▶ _EXERCISE OBJECTIVE_:
Copy verbatim the material from its first line to the line that holds "pub enum StoreError", including that line.
____ MATERIAL PROVIDED
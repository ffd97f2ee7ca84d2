use std::fmt;

use thiserror::Error;

use crate::types::{DocumentId, FolderId};

/// Failures reported by a document store implementation.
#[derive(Debug, Error)]
pub enum StoreError {
    #[error("folder {0} does not exist")]
    FolderNotFound(FolderId),

    #[error("document {0} does not exist")]
    DocumentNotFound(DocumentId),

    #[error("a document named \"{name}\" already exists in folder {folder}")]
    DuplicateName { name: String, folder: FolderId },

    #[error("document store error: {0}")]
    Backend(String),
}

impl StoreError {
    pub fn backend(err: impl fmt::Display) -> Self {
        Self::Backend(err.to_string())
    }
}

/// Pipeline step of an image upload, used for logging and audit events.
#[derive(Debug, Clone, Copy, PartialEq, Eq)]
pub enum UploadStep {
    /// Payload field extraction and data-URI decoding.
    Validate,
    Upload,
    Rename,
    Finalize,
}

impl UploadStep {
    pub fn as_str(&self) -> &'static str {
        match self {
            Self::Validate => "validate",
            Self::Upload => "upload",
            Self::Rename => "rename",
            Self::Finalize => "finalize",
        }
    }
}

impl fmt::Display for UploadStep {
    fn fmt(&self, f: &mut fmt::Formatter<'_>) -> fmt::Result {
        f.write_str(self.as_str())
    }
}

/// Errors produced by the image upload pipeline.
///
/// Store variants display the underlying store message verbatim; that text is
/// what the editor shows to the user.
#[derive(Debug, Error, Clone, PartialEq, Eq)]
pub enum UploadError {
    #[error("malformed request: {0}")]
    MalformedRequest(String),

    #[error("{0}")]
    StoreUpload(String),

    #[error("{0}")]
    StoreUpdate(String),

    #[error("{0}")]
    StoreFinalize(String),
}

impl UploadError {
    pub fn step(&self) -> UploadStep {
        match self {
            Self::MalformedRequest(_) => UploadStep::Validate,
            Self::StoreUpload(_) => UploadStep::Upload,
            Self::StoreUpdate(_) => UploadStep::Rename,
            Self::StoreFinalize(_) => UploadStep::Finalize,
        }
    }

    /// Whether the failure happened after the document was created.
    pub fn leaves_document(&self) -> bool {
        matches!(self, Self::StoreUpdate(_) | Self::StoreFinalize(_))
    }
}

#[cfg(test)]
mod tests {
    use super::*;

    #[test]
    fn store_variants_keep_message_verbatim() {
        let err = UploadError::StoreUpload(StoreError::FolderNotFound(FolderId(9)).to_string());
        assert_eq!(err.to_string(), "folder 9 does not exist");
    }

    #[test]
    fn only_post_upload_failures_leave_a_document() {
        assert!(!UploadError::MalformedRequest("x".into()).leaves_document());
        assert!(!UploadError::StoreUpload("x".into()).leaves_document());
        assert!(UploadError::StoreUpdate("x".into()).leaves_document());
        assert!(UploadError::StoreFinalize("x".into()).leaves_document());
    }
}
________
▶ _SOLUTION TO THE PROBLEM_:
repository ffd97f2ee7ca84d2
use std::fmt;

use thiserror::Error;

use crate::types::{DocumentId, FolderId};

/// Failures reported by a document store implementation.
#[derive(Debug, Error)]
pub enum StoreError {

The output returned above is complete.